What the task requires
Check each line of the records below for the word "RecvTimeoutError" and copy those where it appears.

[Stored data entries]
******

use crate::velokeys::{mutex_poison, try_send_error, EventReg, EventRegInner, KeyEvent, KeyPosition};
use crossbeam_channel;
use std::time::{Duration, Instant};

/// Is this key wanted by this mask? Keys past the end of the mask are
/// not.
fn mask_wants(mask: &[bool], key_index: usize) -> bool {
    mask.get(key_index).copied().unwrap_or(false)
}

impl EventReg {
    /// Get next key event, whatever it be.
    pub fn get_next_key_event(&mut self) -> Option<KeyEvent> {
        self.reg_inner
            .lock()
            .unwrap_or_else(mutex_poison)
            .event_queue
            .lock()
            .unwrap_or_else(mutex_poison)
            .pop_front()
    } // reg_inner lock freed; event_queue lock freed.

    /// Get next key event that matches supplied mask, or `None`. Any
    /// older key events in the queue that do not match the mask will
    /// remain in the queue.
    pub fn get_next_key_event_masked(&mut self, mask: &[bool]) -> Option<KeyEvent> {
        self.get_next_n_events_masked(mask, 1).map(|x| x[0])
    }

    /// Get a copy of the first `requested_number` queued events,
    /// leaving them in the queue, all unchanged.
    ///
    /// If there are not that many events queued, return a copy of as
    /// many as there are. If there are none return `None`.
    pub fn peek_next_n_events(&mut self, requested_number: usize) -> Option<Vec<KeyEvent>> {
        let reg_inner = self.reg_inner.lock().unwrap_or_else(mutex_poison);
        let locked_queue = reg_inner.event_queue.lock().unwrap_or_else(mutex_poison);

        let peek_vec: Vec<KeyEvent> = locked_queue.iter().take(requested_number).copied().collect();

        if peek_vec.is_empty() {
            None
        } else {
            Some(peek_vec)
        }
    } // reg_inner lock freed; event_queue lock freed.

    /// Return `requested_number` of matching events in an `Option`,
    /// or if there aren't that many, return `None` (leaving event
    /// queue unchanged).
    ///
    /// # Panics
    ///
    /// In the case of a logic error where an entry appears to vanish
    /// from the queue between the time when we found it and the time
    /// when we try to remove it, we will panic.
    pub fn get_next_n_events_masked(
        &mut self,
        mask: &[bool],
        requested_number: usize,
    ) -> Option<Vec<KeyEvent>> {
        let mut found_indices = Vec::with_capacity(requested_number);

        let reg_inner = self.reg_inner.lock().unwrap_or_else(mutex_poison);
        let mut locked_queue = reg_inner.event_queue.lock().unwrap_or_else(mutex_poison);

        for (index, event) in locked_queue.iter().enumerate() {
            if mask_wants(mask, event.key_index) {
                found_indices.push(index);
                if found_indices.len() == requested_number {
                    break;
                };
            };
        }

        if found_indices.len() == requested_number {
            // Found indices are ordered oldest to newest. To remove
            // them one at a time by index go newest to oldest
            // (highest index to lowest index).
            let mut found_events: Vec<KeyEvent> = Vec::with_capacity(requested_number);
            for index in found_indices.iter().rev() {
                let Some(one_event) = locked_queue.remove(*index) else {
                    // We just SAW an item with that index.
                    panic!("event vanished from locked_queue");
                };
                found_events.push(one_event);
            }

            // Collected backwards.
            found_events.reverse();

            Some(found_events)
        } else {
            // All that were asked for, or none.
            None
        }
    } // reg_inner lock freed; event_queue lock freed.

    /// Synchronous wait for next key event, whatever it be.
    pub fn wait_next_key_event(&mut self, timeout: Duration) -> Option<KeyEvent> {
        let everything = vec![true; self.num_keys()];
        self.wait_next_key_event_masked(&everything, timeout)
    }

    /// Synchronous wait for one event.
    ///
    /// # Panics
    ///
    /// In the case of a logic error where asking
    /// `wait_next_n_key_events_masked()` for one event giving us some
    /// other number.
    pub fn wait_next_key_event_masked(
        &mut self,
        mask: &[bool],
        timeout: Duration,
    ) -> Option<KeyEvent> {
        match self.wait_next_n_key_events_masked(mask, 1, timeout) {
            Some(events) => {
                assert!(events.len() == 1);
                Some(events[0])
            }
            None => None,
        }
    }

    /// Synchronous wait for events.
    ///
    /// # Panics
    ///
    /// A `Disconnected` error from cross-beam `recv_timeout()` will
    /// panic.
    pub fn wait_next_n_key_events_masked(
        &mut self,
        mask: &[bool],
        requested_number: usize,
        mut timeout: Duration,
    ) -> Option<Vec<KeyEvent>> {
        // Limit timeout to a billion years, to avoid overflow
        // problems doing arithmetic near Duration::MAX.
        const BIG_DURATION: Duration = Duration::from_secs(1_000_000_000 * 365 * 24 * 60 * 60);
        if timeout > BIG_DURATION {
            timeout = BIG_DURATION;
        }

        // Note our original deadline only once.
        let deadline_instant = Instant::now() + timeout;

        // Call until we get a result or have passed the deadline.
        loop {
            // We might call this when no event is ready for us. That's okay.
            let possible_events = self.get_next_n_events_masked(mask, requested_number);

            if let Some(real_events) = possible_events {
                return Some(real_events);
            }

            let now = Instant::now();
            if deadline_instant < now {
                return None;
            }

            // Wait until a new event appears.
            //
            // Could an event arrive between the look above and the
            // wait below and be missed? No: its wake message will be
            // waiting in the channel, we receive it right away, and
            // loop to look again.
            let chan_read = {
                let reg_inner_locked = self.reg_inner.lock().unwrap_or_else(mutex_poison);
                reg_inner_locked.sync_receiver.clone()
            }; // reg_inner lock freed.

            match chan_read.recv_timeout(deadline_instant - now) {
                Err(crossbeam_channel::RecvTimeoutError::Timeout) => {
                    return None;
                }
                Err(crossbeam_channel::RecvTimeoutError::Disconnected) => {
                    panic!(
                        "crossbeam_channel::Receiver::recv_timeout() unexpected Disconnected error"
                    );
                }
                Ok(_) => {
                    // We don't care about the value.
                    continue;
                }
            };
        }
    }

    /// Throw away all queued key events for this `EventReg`.
    pub fn clear_queue(&mut self) {
        let reg_inner = self.reg_inner.lock().unwrap_or_else(mutex_poison);
        let mut event_queue_locked = reg_inner.event_queue.lock().unwrap_or_else(mutex_poison);

        event_queue_locked.clear();
    } // reg_inner lock freed; event_queue lock freed.

    /// Number of keys the masks cover.
    pub fn num_keys(&self) -> usize {
        self.reg_inner
            .lock()
            .unwrap_or_else(mutex_poison)
            .press_mask
            .len()
    }

    /// Total events queued since registration, including any since
    /// dropped or read.
    pub fn event_count(&self) -> usize {
        self.reg_inner.lock().unwrap_or_else(mutex_poison).event_count
    }
}

impl Iterator for EventReg {
    type Item = KeyEvent;

    /// Read key events as iterator.
    ///
    /// Note: This iterator changes size as new key events happen.
    fn next(&mut self) -> Option<KeyEvent> {
        self.wait_next_key_event(self.iter_timeout)
    }

    /// Returns number of events currently queued for this `EventReg`.
    fn size_hint(&self) -> (usize, Option<usize>) {
        let reg_inner = self.reg_inner.lock().unwrap_or_else(mutex_poison);
        let event_queue_locked = reg_inner.event_queue.lock().unwrap_or_else(mutex_poison);

        (event_queue_locked.len(), Some(event_queue_locked.len()))
    } // reg_inner lock freed; event_queue lock freed.
}

impl EventRegInner {
    fn is_key_event_wanted(&self, event: &KeyEvent) -> bool {
        match event.key_position {
            KeyPosition::Down => mask_wants(&self.press_mask, event.key_index),
            KeyPosition::Up => mask_wants(&self.release_mask, event.key_index),
        }
    }

    /// Queue `key_event` if this registration wants it, and wake
    /// anyone waiting. `event_num` and `additional_events_still_queued`
    /// are filled in here.
    pub fn process_one_event(&mut self, mut key_event: KeyEvent) {
        if !self.is_key_event_wanted(&key_event) {
            return;
        }

        self.event_count += 1;
        {
            let mut circ_buf = self.event_queue.lock().unwrap_or_else(mutex_poison);

            // Make room if full.
            if circ_buf.len() >= self.queue_capacity {
                let _ = circ_buf.pop_front();
            }

            key_event.event_num = self.event_count;
            key_event.additional_events_still_queued = circ_buf.len() + 1;

            circ_buf.push_back(key_event);
        } // event_queue lock freed.

        // Wake any waiting sync subscriber, making room if necessary.
        if self.sync_sender.is_full() {
            let _ = self.sync_receiver.try_recv();
        }
        self.sync_sender
            .try_send(key_event.event_num)
            .unwrap_or_else(try_send_error);

        // Wake any waiting async subscriber. We hold a receiver
        // ourselves, so this can't fail.
        let _ = self.async_sender.send(());
    }
}

#[cfg(test)]
mod tests {
    use super::*;
    use std::collections::VecDeque;
    use std::sync::{Arc, Mutex};

    fn event(key_index: usize, key_position: KeyPosition) -> KeyEvent {
        KeyEvent {
            row: 0,
            col: key_index as u8,
            key_index,
            velocity: 100,
            key_position,
            event_us: 0,
            event_num: 0,
            additional_events_still_queued: 0,
        }
    }

    fn registration(press_mask: Vec<bool>, release_mask: Vec<bool>, capacity: usize) -> EventReg {
        let (async_sender, async_receiver) = tokio::sync::watch::channel(());
        let (sync_sender, sync_receiver) = crossbeam_channel::bounded(1);
        EventReg {
            reg_inner: Arc::new(Mutex::new(EventRegInner {
                press_mask,
                release_mask,
                event_queue: Arc::new(Mutex::new(VecDeque::with_capacity(capacity))),
                queue_capacity: capacity,
                async_sender,
                async_receiver,
                sync_sender,
                sync_receiver,
                event_count: 0,
            })),
            iter_timeout: Duration::from_millis(10),
            queue_capacity: capacity,
        }
    }

    fn feed(reg: &EventReg, key_event: KeyEvent) {
        reg.reg_inner
            .lock()
            .unwrap()
            .process_one_event(key_event);
    }

    #[test]
    fn masks_filter_and_number_events() {
        let mut reg = registration(vec![true, false, true], vec![false, true, true], 8);
        feed(&reg, event(0, KeyPosition::Down));
        feed(&reg, event(0, KeyPosition::Up));
        feed(&reg, event(1, KeyPosition::Down));
        feed(&reg, event(1, KeyPosition::Up));
        feed(&reg, event(2, KeyPosition::Down));
        feed(&reg, event(7, KeyPosition::Down));

        let events: Vec<(usize, KeyPosition, usize)> = std::iter::from_fn(|| reg.get_next_key_event())
            .map(|e| (e.key_index, e.key_position, e.event_num))
            .collect();
        assert_eq!(
            events,
            vec![
                (0, KeyPosition::Down, 1),
                (1, KeyPosition::Up, 2),
                (2, KeyPosition::Down, 3)
            ]
        );
        assert_eq!(reg.event_count(), 3);
    }

    #[test]
    fn oldest_dropped_when_full() {
        let mut reg = registration(vec![true; 4], vec![true; 4], 2);
        for key_index in 0..4 {
            feed(&reg, event(key_index, KeyPosition::Down));
        }
        let peeked = reg.peek_next_n_events(5).unwrap();
        assert_eq!(peeked.len(), 2);
        assert_eq!(peeked[0].key_index, 2);
        assert_eq!(peeked[1].additional_events_still_queued, 2);
        assert_eq!(reg.size_hint(), (2, Some(2)));

        reg.clear_queue();
        assert!(reg.peek_next_n_events(1).is_none());
    }

    #[test]
    fn masked_reads_leave_the_rest() {
        let mut reg = registration(vec![true; 4], vec![true; 4], 8);
        for key_index in [3, 1, 3, 2] {
            feed(&reg, event(key_index, KeyPosition::Down));
        }
        let only_three = [false, false, false, true];
        assert!(reg.get_next_n_events_masked(&only_three, 3).is_none());
        let threes = reg.get_next_n_events_masked(&only_three, 2).unwrap();
        assert_eq!(threes.iter().map(|e| e.event_num).collect::<Vec<_>>(), vec![1, 3]);

        let next = reg.get_next_key_event_masked(&[false, false, true]).unwrap();
        assert_eq!(next.key_index, 2);
        assert_eq!(reg.get_next_key_event().unwrap().key_index, 1);
        assert!(reg.get_next_key_event().is_none());
    }

    #[test]
    fn wait_times_out_then_wakes() {
        let mut reg = registration(vec![true; 2], vec![true; 2], 4);
        assert!(reg.wait_next_key_event(Duration::from_millis(5)).is_none());
        assert!(reg.next().is_none());

        let feeder = reg.clone();
        let handle = std::thread::spawn(move || {
            std::thread::sleep(Duration::from_millis(20));
            feed(&feeder, event(1, KeyPosition::Up));
        });
        let waited = reg.wait_next_key_event(Duration::from_secs(5)).unwrap();
        assert_eq!(waited.key_index, 1);
        handle.join().unwrap();
    }
}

******

Result of the task
                Err(crossbeam_channel::RecvTimeoutError::Timeout) => {
                Err(crossbeam_channel::RecvTimeoutError::Disconnected) => {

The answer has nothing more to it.